C’est l’une des multiples contradictions de Mitt Romney: ses admirateurs verront en lui un pragmatique efficace, ses détracteurs diront qu’il est sans idéologie et qu’il se considère comme un produit qui doit s’adapter aux acheteurs potentiels…
4 – Une élection profondément inégalitaire
Les candidats des grands partis Américains se verront départagés au terme de l’élection présidentielle qui se déroulera mardi 6 Novembre. Ce mécanisme d’élection, hérité de l’époque des pères fondateurs, ne cessera jamais de nous étonner de l’autre coté de l’Atlantique.
Comme le résume Rue89 les électeurs Américains votent pour leur candidat préféré mais ils ne l’élisent pas directement. Il y a bien inscrit « Obama » ou « Romney » sur leur bulletin de vote, mais ces voix servent à désigner un certains nombre d’hommes de paille par état (appelés « grands électeurs ») qui à leur tour voteront pour le futur président. La plupart des états ont choisis de donner tous leurs grands électeurs au candidat arrivé en tête des suffrages (« the winner takes all »), seuls le Maine et le Nebraska répartissent leurs grands électeurs à la proportionnelle.
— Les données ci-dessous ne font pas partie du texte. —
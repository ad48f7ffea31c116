/*!
    This module provide the trait [EthercatSocket], and several implementors allowing to use different physical layers for ethercat communication.

    - UDP socket allows to run multiple master, one ethercat segment each, on the same ethernet network (and same machine ethernet port). But exposes the ethercat network to possible delays due to ethernet packet collisions.
    - Raw socket allows one only master with one only ethercat segment on the ethernet network. It ensure no communication delay with an ethercat segment.
    - Simulated segment emulates slaves in memory, for tests and offline runs.

    | socket type |  allowed masters on network  |  allowed EC segments on network |  possible jitter |  other protocols allowed on same network |
    |-------------|----------------------------------------|-------------------------------------------|------------------|------------------------------------------|
    | [EthernetSocket] | 1                                 | 1                                         | none             | all non-ethercat protocols               |
    | [UdpSocket] | 2^32                                    | 2^32                                       | depend on trafic | all                                      |
*/

mod udp;
#[cfg(target_os = "linux")]
mod ethernet;
mod simulated;

pub use udp::UdpSocket;
#[cfg(target_os = "linux")]
pub use ethernet::EthernetSocket;
pub use simulated::{SimulatedSegment, SimulatedSlave};

use core::task::{Poll, Context};
use std::{io, net::Ipv4Addr, sync::Arc};
use crate::error::{EthercatError, EthercatResult};

/**
    trait implementing the ethercat frame encapsulation into some medium

    This allows to send or receive ethercat frames over any network, but according to ETG 1000.4, only Ethernet and UDP are officially supported
*/
pub trait EthercatSocket {
    /**
        receive an ethercat frame into the given buffer (starting from ethercat header)

        The buffer should be big enough for the data to receive. Returns the number of bytes read.

        The implementor is responsible from assembling the whole packet, and hiding the details of socket-specific headers, footers, checks, fragmentation ...
    */
    fn poll_receive(&self, cx: &mut Context<'_>, data: &mut [u8]) -> Poll<io::Result<usize>>;

    /**
        send an ethercat frame contained in the given buffer.

        The whole buffer will be sent, the user has to tail it to the exact data size to send.

        the buffer passed must contain the data with the ethercat header.
        The implentor of this trait is responsible of encapsulating the data into the specific socket by adding the necessary specific headers, footers, checks, fragmentation ...
    */
    fn poll_send(&self, cx: &mut Context<'_>, data: &[u8]) -> Poll<io::Result<()>>;

    /// maximum frame size tolerated for sending by this socket
    fn max_frame(&self) -> usize;
}

/**
    open the socket designated by a link name

    - `udp:<ipv4>` opens a [UdpSocket] toward the given segment address
    - `sim` or `sim:<n>` creates a [SimulatedSegment] of `n` generic slaves (1 by default)
    - anything else is taken as the name of a network interface, opened with an [EthernetSocket]

    This must be called from a tokio runtime.
*/
pub fn open(link: &str) -> EthercatResult<Box<dyn EthercatSocket + Send + Sync>> {
    let failed = |reason: io::Error| EthercatError::Connection {
        link: link.to_owned(),
        reason: Arc::new(reason),
        };
    if let Some(address) = link.strip_prefix("udp:") {
        let address: Ipv4Addr = address.parse()
            .map_err(|_| failed(io::Error::new(io::ErrorKind::InvalidInput, "invalid ipv4 address")))?;
        Ok(Box::new(UdpSocket::new(address).map_err(failed)?))
    }
    else if link == "sim" || link.starts_with("sim:") {
        let slaves = match link.strip_prefix("sim:") {
            Some(count) => count.parse()
                .map_err(|_| failed(io::Error::new(io::ErrorKind::InvalidInput, "invalid number of simulated slaves")))?,
            None => 1,
        };
        Ok(Box::new(SimulatedSegment::generic(slaves)))
    }
    else {
        open_interface(link).map_err(failed)
    }
}

#[cfg(target_os = "linux")]
fn open_interface(interface: &str) -> io::Result<Box<dyn EthercatSocket + Send + Sync>> {
    Ok(Box::new(EthernetSocket::new(interface)?))
}
#[cfg(not(target_os = "linux"))]
fn open_interface(_interface: &str) -> io::Result<Box<dyn EthercatSocket + Send + Sync>> {
    Err(io::Error::new(io::ErrorKind::Unsupported, "raw ethernet sockets are only available on linux"))
}
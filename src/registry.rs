/*!
    discovery of the slaves present on the segment, and their descriptors in bus order
*/

use log::{debug, info, warn};
use crate::{
    rawmaster::RawMaster,
    registers::{self, AlState, AlControlRequest},
    slave::{SlaveDescriptor, SlaveState, ProcessDataSize},
    sii::Sii,
    config::MasterConfig,
    error::{EthercatError, EthercatResult},
    };


/**
    ordered list of the slaves of a segment

    The order is the topological order on the segment at enumeration and stays fixed for the whole session, every offset in the process image relies on it.
*/
#[derive(Debug, Default)]
pub struct SlaveRegistry {
    slaves: Vec<SlaveDescriptor>,
}

impl SlaveRegistry {
    /**
        scan the segment and identify every slave

        - all slaves are reset to [AlState::Init] with their errors acknowledged
        - a broadcast read counts the slaves
        - each slave receives the station address `config.station_offset + position + 1`, then its alias, identity and state are read

        Fails with [EthercatError::NoSlavesFound] if the segment is empty, and with [EthercatError::Enumeration] if the scan cannot complete.
    */
    pub async fn enumerate(raw: &RawMaster, config: &MasterConfig) -> EthercatResult<Self> {
        raw.bwr(registers::al::control, {
            let mut request = AlControlRequest::default();
            request.set_state(AlState::Init.into());
            request.set_ack(true);
            request
            }).await
            .map_err(|err| lost("segment does not answer", err))?;

        let count = raw.brd(registers::dl::ty).await
            .map_err(|err| lost("segment does not answer", err))?
            .answers;
        debug!("{} slaves answered the scan", count);
        if count == 0
            {return Err(EthercatError::NoSlavesFound)}
        if usize::from(count) > config.max_slaves
            {return Err(EthercatError::Enumeration("more slaves than allowed by the configuration"))}

        let mut slaves = Vec::with_capacity(usize::from(count));
        for position in 0 .. count {
            slaves.push(Self::identify(raw, config, position).await?);
        }
        for slave in &slaves {
            info!("slave {} at {:#06x}: {:?} vendor {:#x} product {:#x} rev {:#x}, {}",
                slave.position(),
                slave.configured_address(),
                slave.name(),
                slave.identity().vendor,
                slave.identity().product,
                slave.identity().revision,
                slave.state(),
                );
        }
        Ok(Self {slaves})
    }

    /// give a station address to the slave at the given position and read its descriptor
    async fn identify(raw: &RawMaster, config: &MasterConfig, position: u16) -> EthercatResult<SlaveDescriptor> {
        let address = config.station_offset
            .checked_add(position + 1)
            .ok_or(EthercatError::Enumeration("station addresses overflow"))?;
        let fail = |err| lost("slave stopped answering during identification", err);

        raw.apwr(position, registers::address::fixed, address).await
            .and_then(|answer| answer.one())
            .map_err(fail)?;
        let alias = raw.fprd(address, registers::address::alias).await
            .and_then(|answer| answer.one())
            .map_err(fail)?;
        let identity = Sii::new(raw, address, config.sii_retries).identity().await
            .map_err(|err| lost("slave EEPROM cannot be read", err))?;
        let status = raw.fprd(address, registers::al::status).await
            .and_then(|answer| answer.one())
            .map_err(fail)?;
        let state = AlState::try_from(status.state())
            .map_err(|_| EthercatError::Enumeration("slave reports an undefined state"))?;

        Ok(SlaveDescriptor::new(
            usize::from(position),
            address,
            alias,
            identity,
            SlaveState::new(state).with_fault(status.error()),
            ))
    }

    /// registry made of already known slaves, each descriptor position must match its index
    pub fn from_descriptors(slaves: Vec<SlaveDescriptor>) -> EthercatResult<Self> {
        if slaves.iter().enumerate().any(|(index, slave)| slave.position() != index)
            {return Err(EthercatError::Configuration("slave positions must follow the registry order"))}
        Ok(Self {slaves})
    }

    /// number of slaves on the segment
    pub fn len(&self) -> usize   {self.slaves.len()}
    pub fn is_empty(&self) -> bool   {self.slaves.is_empty()}
    /// slaves in bus order
    pub fn iter(&self) -> core::slice::Iter<'_, SlaveDescriptor>   {self.slaves.iter()}

    /// slave at the given position
    pub fn get(&self, index: usize) -> EthercatResult<&SlaveDescriptor> {
        self.slaves.get(index)
            .ok_or(EthercatError::IndexOutOfRange {index, count: self.slaves.len()})
    }
    /// slave with the given station address
    pub fn find_by_address(&self, configured_address: u16) -> Option<&SlaveDescriptor> {
        self.slaves.iter().find(|slave| slave.configured_address() == configured_address)
    }

    /// set the process data sizes of a slave, see [SlaveDescriptor::negotiate]
    pub fn negotiate(&self, index: usize, size: ProcessDataSize) -> EthercatResult {
        self.get(index)?.negotiate(size)
    }

    /**
        negotiate the sizes of every slave not negotiated yet, from the lengths of its process data sync managers

        Sync manager 2 buffers the outputs and sync manager 3 the inputs, as they are left by the configuration of the slave. A disabled channel counts for no data.
    */
    pub async fn negotiate_from_sync_managers(&self, raw: &RawMaster) -> EthercatResult {
        for slave in self.slaves.iter().filter(|slave| slave.size().is_none()) {
            let address = slave.configured_address();
            let outputs = raw.fprd(address, registers::sync_manager::interface.outputs()).await?.one()?;
            let inputs = raw.fprd(address, registers::sync_manager::interface.inputs()).await?.one()?;
            let bits = |channel: registers::SyncManagerChannel|
                if channel.activate() & 1 != 0 {u32::from(channel.length()) * 8}
                else {0};
            let size = ProcessDataSize::new(bits(inputs), bits(outputs));
            debug!("slave {} exchanges {:?}", slave.position(), size);
            slave.negotiate(size)?;
        }
        Ok(())
    }

    /**
        observed state of the whole segment: the lowest state reached by the slaves, with a fault if any slave reports one

        This is computed from the states cached in the descriptors, refreshed by the [crate::StateSupervisor].
    */
    pub fn bus_state(&self) -> SlaveState {
        let state = self.slaves.iter()
            .map(|slave| slave.state().state)
            .min_by_key(|state| state.rank())
            .unwrap_or(AlState::Init);
        let fault = self.slaves.iter().any(|slave| slave.state().fault);
        SlaveState::new(state).with_fault(fault)
    }
}

impl<'a> IntoIterator for &'a SlaveRegistry {
    type Item = &'a SlaveDescriptor;
    type IntoIter = core::slice::Iter<'a, SlaveDescriptor>;
    fn into_iter(self) -> Self::IntoIter   {self.slaves.iter()}
}

fn lost(context: &'static str, err: EthercatError) -> EthercatError {
    warn!("enumeration failed: {}: {}", context, err);
    EthercatError::Enumeration(context)
}
//! bring a segment to operational and run cycles at a fixed period, with realtime priority
//!
//! usage: `cargo run --example cyclic -- [link] [cycles]`, the link defaults to a simulated segment
//!
//! outputs of every slave are incremented at each cycle, the inputs are printed when they change

#[cfg(target_os = "linux")]
#[tokio::main(flavor = "current_thread")]
async fn main() -> Result<(), Box<dyn std::error::Error>> {
    use std::time::{Duration, Instant};
    use futures::stream::StreamExt;
    use log::warn;
    use etherplc::{
        MasterContext, MasterConfig, AlState,
        controller::{Controller, RunState},
        };

    env_logger::init();
    let mut args = std::env::args().skip(1);
    let link = args.next().unwrap_or_else(|| "sim:3".to_owned());
    let cycles: usize = args.next().map(|text| text.parse()).transpose()?.unwrap_or(1000);
    let period = Duration::from_millis(1);

    // the cycle runs in this thread, realtime scheduling needs privileges so it is only attempted
    if let Err(err) = thread_priority::set_current_thread_priority(thread_priority::ThreadPriority::Max) {
        warn!("cannot raise thread priority: {:?}", err);
    }
    if let Err(err) = ioprio::set_priority(
            ioprio::Target::Process(ioprio::Pid::this()),
            ioprio::Priority::new(ioprio::Class::Realtime(ioprio::RtPriorityLevel::highest())),
            ) {
        warn!("cannot raise io priority: {:?}", err);
    }

    let mut master = MasterContext::open(&link, MasterConfig::default())?;
    master.enumerate().await?;
    master.negotiate_from_sync_managers().await?;
    let image = master.configure(0, 1024).await?;
    println!("process image: {} bytes", image.len());

    let timeout = master.config().state_timeout;
    master.supervisor().walk(AlState::SafeOperational, timeout).await?;
    master.supervisor().transition(AlState::Operational, timeout).await?;
    println!("segment in {}", master.bus_state());

    let start = Instant::now();
    let mut controller = Controller::new(start, Duration::from_millis(10), Duration::from_millis(10));
    controller.fire(etherplc::controller::Trigger::Initialise, start)?;
    controller.bump(start);

    let mut interval = tokio_timerfd::Interval::new_interval(period)?;
    let mut previous = Vec::new();
    let mut degraded = 0;
    for cycle in 0 .. cycles {
        match interval.next().await {
            Some(tick) => tick?,
            None => break,
        }
        let now = Instant::now();
        if controller.tick(now) == RunState::Running {
            for slave in 0 .. master.registry().len() {
                let view = master.view(slave)?;
                view.write(&vec![cycle as u8; view.output_len()])?;
            }
        }
        if cycle == cycles - cycles / 10 {
            controller.bump(now);
        }

        let result = master.exchange(0, master.config().cycle_timeout).await?;
        if let Err(err) = result.check() {
            degraded += 1;
            warn!("cycle {}: {}", cycle, err);
            continue
        }
        let inputs = master.image()?.inputs();
        if inputs != previous {
            println!("cycle {}: inputs {:?}", cycle, inputs);
            previous = inputs;
        }
    }
    println!("{} cycles, {} degraded, controller {}", cycles, degraded, controller.state());

    master.supervisor().recover(timeout).await?;
    master.close();
    Ok(())
}

#[cfg(not(target_os = "linux"))]
fn main() {
    eprintln!("this demo relies on timerfd and is only available on linux");
}
use async_trait::async_trait;

use crate::errors::{PilotError, PilotResult};
use crate::llm::provider::LlmProvider;
use crate::llm::types::{CallConfig, ChatMessage, LlmResponse};

/// Google `models/{model}:generateContent`. Always non-streaming.
pub struct GeminiProvider {
    id: String,
    api_base: String,
    api_key: String,
    client: reqwest::Client,
}

impl GeminiProvider {
    pub fn new(id: String, api_base: String, api_key: String) -> Self {
        Self {
            id,
            api_base: api_base.trim_end_matches('/').to_string(),
            api_key,
            client: reqwest::Client::new(),
        }
    }

    fn endpoint(&self, model: &str) -> String {
        format!("{}/models/{}:generateContent", self.api_base, model)
    }
}

/// System messages become `systemInstruction`; assistant turns use the `model` role.
pub(crate) fn request_body(messages: &[ChatMessage], cfg: &CallConfig) -> serde_json::Value {
    let system: Vec<&str> = messages
        .iter()
        .filter(|m| m.role == "system")
        .map(|m| m.content.as_str())
        .collect();

    let contents: Vec<serde_json::Value> = messages
        .iter()
        .filter(|m| m.role != "system")
        .map(|m| {
            let role = if m.role == "assistant" { "model" } else { "user" };
            serde_json::json!({ "role": role, "parts": [{ "text": m.content }] })
        })
        .collect();

    let mut body = serde_json::json!({
        "contents": contents,
        "generationConfig": { "temperature": cfg.temperature },
    });
    if !system.is_empty() {
        body["systemInstruction"] = serde_json::json!({ "parts": [{ "text": system.join("\n\n") }] });
    }
    body
}

pub(crate) fn text_from_json(json: &serde_json::Value) -> PilotResult<String> {
    if let Some(err) = json.get("error") {
        return Err(PilotError::LlmProvider(err["message"].as_str().unwrap_or("unknown error").to_string()));
    }
    let parts = json["candidates"][0]["content"]["parts"]
        .as_array()
        .ok_or_else(|| PilotError::LlmProvider("response has no candidates".into()))?;
    Ok(parts
        .iter()
        .filter_map(|p| p["text"].as_str())
        .collect::<Vec<_>>()
        .join(""))
}

#[async_trait]
impl LlmProvider for GeminiProvider {
    fn name(&self) -> &str {
        &self.id
    }

    async fn chat(&self, messages: Vec<ChatMessage>, cfg: &CallConfig) -> PilotResult<LlmResponse> {
        if cfg.stream {
            tracing::debug!(provider = %self.id, "streaming not supported by gemini adapter; using JSON");
        }
        let body = request_body(&messages, cfg);
        tracing::debug!(provider = %self.id, model = %cfg.model, "sending Gemini request");

        let response = self
            .client
            .post(self.endpoint(&cfg.model))
            .query(&[("key", self.api_key.as_str())])
            .json(&body)
            .send()
            .await?;

        if !response.status().is_success() {
            let status = response.status();
            let err_body = response.text().await.unwrap_or_default();
            return Err(PilotError::LlmProvider(format!("{}: {}", status, err_body)));
        }

        let json: serde_json::Value = response.json().await?;
        let content = text_from_json(&json)?;
        tracing::info!(provider = %self.id, content_len = content.len(), "Gemini response received");
        Ok(LlmResponse {
            content,
            reasoning: String::new(),
        })
    }
}
use async_trait::async_trait;

use crate::errors::PilotResult;
use crate::llm::types::{CallConfig, ChatMessage, LlmResponse};

/// Unified LLM provider trait. New backends implement this and are selected by
/// the `adapter` key of their `[llm.providers.<id>]` entry.
#[async_trait]
pub trait LlmProvider: Send + Sync {
    /// Returns the provider's identifier (matches the config.toml key).
    fn name(&self) -> &str;

    /// One completion request; no retries at this layer.
    async fn chat(&self, messages: Vec<ChatMessage>, cfg: &CallConfig) -> PilotResult<LlmResponse>;
}
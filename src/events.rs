use serde::{Deserialize, Serialize};
use tokio::sync::mpsc;

use crate::resolver::state::ResolutionSource;

/// Notifications emitted by the pipeline to whoever drives it (CLI, overlay, tests).
#[derive(Debug, Clone, PartialEq, Serialize, Deserialize)]
#[serde(tag = "event", rename_all = "snake_case")]
pub enum PilotEvent {
    SkillSelected {
        skill: String,
    },
    Resolved {
        source: ResolutionSource,
        elapsed_ms: u64,
        rule: Option<String>,
    },
    Progress {
        message: String,
    },
    Warning {
        message: String,
    },
    Retry {
        attempt: u32,
        ceiling: u32,
    },
    Completed {
        output: String,
    },
    Failed {
        error: String,
    },
    Log {
        message: String,
    },
}

impl PilotEvent {
    pub fn is_terminal(&self) -> bool {
        matches!(self, PilotEvent::Completed { .. } | PilotEvent::Failed { .. })
    }
}

/// Progress/log sink injected into every component that reports to the user.
#[derive(Debug, Clone, Default)]
pub struct EventSink {
    tx: Option<mpsc::UnboundedSender<PilotEvent>>,
}

impl EventSink {
    pub fn channel() -> (Self, mpsc::UnboundedReceiver<PilotEvent>) {
        let (tx, rx) = mpsc::unbounded_channel();
        (Self { tx: Some(tx) }, rx)
    }

    /// A sink that only traces.
    pub fn discard() -> Self {
        Self { tx: None }
    }

    pub fn emit(&self, event: PilotEvent) {
        match &event {
            PilotEvent::Warning { message } => tracing::warn!(%message, "pipeline warning"),
            PilotEvent::Failed { error } => tracing::error!(%error, "pipeline failure"),
            other => tracing::debug!(event = ?other, "pipeline event"),
        }
        if let Some(tx) = &self.tx {
            if tx.send(event).is_err() {
                tracing::trace!("event receiver dropped");
            }
        }
    }

    pub fn progress(&self, message: impl Into<String>) {
        self.emit(PilotEvent::Progress { message: message.into() });
    }

    pub fn warning(&self, message: impl Into<String>) {
        self.emit(PilotEvent::Warning { message: message.into() });
    }

    pub fn log(&self, message: impl Into<String>) {
        self.emit(PilotEvent::Log { message: message.into() });
    }
}
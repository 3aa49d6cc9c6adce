//! Foreground app/screen detection from `dumpsys` focus state.
use std::sync::Arc;
use std::time::Duration;

use async_trait::async_trait;

use crate::config::DetectionConfig;
use crate::perception::traits::ContextSource;
use crate::perception::types::AppContext;
use crate::shell::Shell;

/// Probes tried in order until one yields a `package/activity` token.
const FOCUS_PROBES: [&str; 4] = [
    "dumpsys window windows | grep -E 'mCurrentFocus|mFocusedApp|mInputMethodTarget'",
    "dumpsys activity activities | grep -E 'mResumedActivity|mFocusedActivity'",
    "dumpsys activity top | grep -E 'ACTIVITY|TASK'",
    "dumpsys window | grep -E 'mCurrentFocus|mFocusedApp'",
];

const APP_NAMES: [(&str, &str); 13] = [
    ("com.whatsapp", "WhatsApp"),
    ("com.whatsapp.w4b", "WhatsApp Business"),
    ("com.google.android.youtube", "YouTube"),
    ("com.instagram.android", "Instagram"),
    ("com.facebook.katana", "Facebook"),
    ("com.twitter.android", "Twitter"),
    ("org.telegram.messenger", "Telegram"),
    ("com.google.android.apps.maps", "Google Maps"),
    ("com.android.chrome", "Chrome"),
    ("com.google.android.gm", "Gmail"),
    ("com.spotify.music", "Spotify"),
    ("com.netflix.mediaclient", "Netflix"),
    ("com.amazon.mShop.android.shopping", "Amazon"),
];

/// (package, activity fragment, description); first fragment contained in the activity wins.
const SCREENS: [(&str, &str, &str); 17] = [
    ("com.whatsapp", "HomeActivity", "Chats List"),
    ("com.whatsapp", "Conversation", "Chat Conversation"),
    ("com.whatsapp", "ContactPicker", "Contact Selection"),
    ("com.whatsapp", "Status", "Status Screen"),
    ("com.whatsapp", "Call", "Call Screen"),
    ("com.google.android.youtube", "WatchWhileActivity", "Video Player"),
    ("com.google.android.youtube", "HomeActivity", "Home Feed"),
    ("com.google.android.youtube", "SearchActivity", "Search Screen"),
    ("com.google.android.youtube", "SubscriptionFeed", "Subscriptions"),
    ("com.google.android.apps.maps", "MapsActivity", "Map View"),
    ("com.google.android.apps.maps", "SearchActivity", "Search Screen"),
    ("com.google.android.apps.maps", "NavigationActivity", "Navigation"),
    ("com.instagram.android", "MainTabActivity", "Home Feed"),
    ("com.instagram.android", "DirectInboxActivity", "Direct Messages"),
    ("com.instagram.android", "CameraActivity", "Camera/Story"),
    ("com.android.chrome", "ChromeTabbedActivity", "Browser Tab"),
    ("com.android.chrome", "Incognito", "Incognito Mode"),
];

const DEFAULT_SCREEN: &str = "Main Screen";

/// Friendly name for a package; unknown packages are returned as-is.
pub fn app_name(package: &str) -> String {
    APP_NAMES
        .iter()
        .find(|(pkg, _)| *pkg == package)
        .map(|(_, name)| name.to_string())
        .unwrap_or_else(|| package.to_string())
}

pub fn screen_description(package: &str, activity: &str) -> String {
    SCREENS
        .iter()
        .find(|(pkg, fragment, _)| *pkg == package && activity.contains(fragment))
        .map(|(_, _, desc)| desc.to_string())
        .unwrap_or_else(|| DEFAULT_SCREEN.to_string())
}

/// Extracts `(package, activity)` from the first `pkg/activity` token in `output`.
pub fn parse_focus(output: &str) -> Option<(String, String)> {
    output
        .split_whitespace()
        .map(|tok| tok.trim_end_matches('}'))
        .filter_map(|tok| tok.split_once('/'))
        .find(|(pkg, activity)| pkg.contains('.') && !activity.is_empty())
        .map(|(pkg, activity)| (pkg.to_string(), activity.to_string()))
}

pub fn build_context(package: String, activity: String) -> AppContext {
    AppContext {
        app_name: app_name(&package),
        screen_description: screen_description(&package, &activity),
        package,
        screen: activity,
    }
}

/// Shell-backed [`ContextSource`] bounded by a single overall deadline.
pub struct ContextDetector {
    shell: Arc<dyn Shell>,
    deadline: Duration,
}

impl ContextDetector {
    pub fn new(shell: Arc<dyn Shell>, cfg: &DetectionConfig) -> Self {
        Self {
            shell,
            deadline: Duration::from_millis(cfg.deadline_ms),
        }
    }

    async fn probe(&self) -> Option<AppContext> {
        for probe in FOCUS_PROBES {
            match self.shell.run(probe).await {
                Ok(out) => {
                    if let Some((package, activity)) = parse_focus(&out.stdout) {
                        tracing::debug!(%probe, %package, %activity, "focus detected");
                        return Some(build_context(package, activity));
                    }
                }
                Err(e) => tracing::debug!(%probe, error = %e, "focus probe failed"),
            }
        }
        None
    }
}

#[async_trait]
impl ContextSource for ContextDetector {
    async fn detect(&self) -> Option<AppContext> {
        match tokio::time::timeout(self.deadline, self.probe()).await {
            Ok(Some(ctx)) => {
                tracing::info!(app = %ctx.app_name, screen = %ctx.screen_description, "context detected");
                Some(ctx)
            }
            Ok(None) => {
                tracing::info!("no focused window found");
                None
            }
            Err(_) => {
                tracing::warn!(deadline_ms = self.deadline.as_millis() as u64, "context detection timed out");
                None
            }
        }
    }
}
Ce système de grands électeurs garantie un « effet de levier » qui change les règles du jeu de l’élection: si vous avez voté Républicain dans un état à 60% démocrate, votre voix ne « pèse » rien dans le vote final des grands électeurs (sauf si vous habitez dans le Nebraska ou le Maine).
Le nombre de grands électeurs attribué à chaque état résulte aussi d’une combinaison de facteurs plus au moins opaques (surface, population, importance historique… ), qui sont assez inéquitables. Par exemple :
- avec 37,2 millions d’habitants, le plus grand Etat, la Californie, désigne 55 grands électeurs, soit un pour 676 000 habitants
- avec 530 000 habitants, le plus petit Etat, le Wyoming, a droit à 3 grands électeurs, soit un pour 176 000 personnes
Qui imaginerait qu’un électeurs de Bretagne puisse mettre 4 bulletins dans l’urne quand un autre de Bourgogne ne puisse en mettre qu’un seul ?
Enfin, ce système de grands électeurs donne le pouvoir de désignation des présidents à une minorité d’états tangents. En effet, qu’un état soit historiquement acquis à l’un ou l’autre des partis et il n’a plus aucun intérêt pour le candidats. Gagner avec 55% ou 75% des suffrages procure le même résultat. La campagne se concentre donc sur une petite dizaine d’états susceptibles de basculer d’un coté ou de l’autre (swing states). Les candidats se déplacent donc et donnent meeting quasi exclusivement dans ces états clés, où sont aussi concentrés tous les spots publicitaires. Comme le montre cette carte des dépenses publicitaires par comté établie par le Washinton Post, quand on a dépensé 1810$ pour deux malheureux spots à Sioux Falls dans le Dakota du Sud, on a dépensé 47 millions de $ pour près de 50 000 spots à Denver (Colorado)… Pas fous les électeurs qui ont plusieurs lieux de résidence, comme c’est le cas de nombreux étudiants, choisissent de s’inscrire sur les liste électorales de l’état dans lequel leur voix « pèsera le plus… »
Ce système archaïque permet parfois d’arriver à des aberrations: un candidat peut remporter le vote populaire en obtenant au plan national une majorité de voix, mais ne pas être élus par les grands électeurs. Ce fut le cas de Al Gore en 2000 candidat malheureux face à George W. Bush.
La dernière perversion en date de ce système électoral est l’autorisation en 2010 des super PAC par la Cour Suprême. Ces comités d’action politique, qui ont pour but d’aider ou au contraire de gêner un candidat ou un élu, ont désormais un plafond de don illimité. Ils permettent de financer, indépendamment des candidats et avec des fonds quasi-illimités, des campagnes de dénigrement à très grande échelle. La démocratie Américaine ne sort pas grandie de cette dernière innovation…
Alors qui de Barack Obama le charismatique, ou de Mitt Romney le pragmatique remportera la mise ? Réponse mercredi matin pour un résultat définitif sous le coup des 4 heures du matin.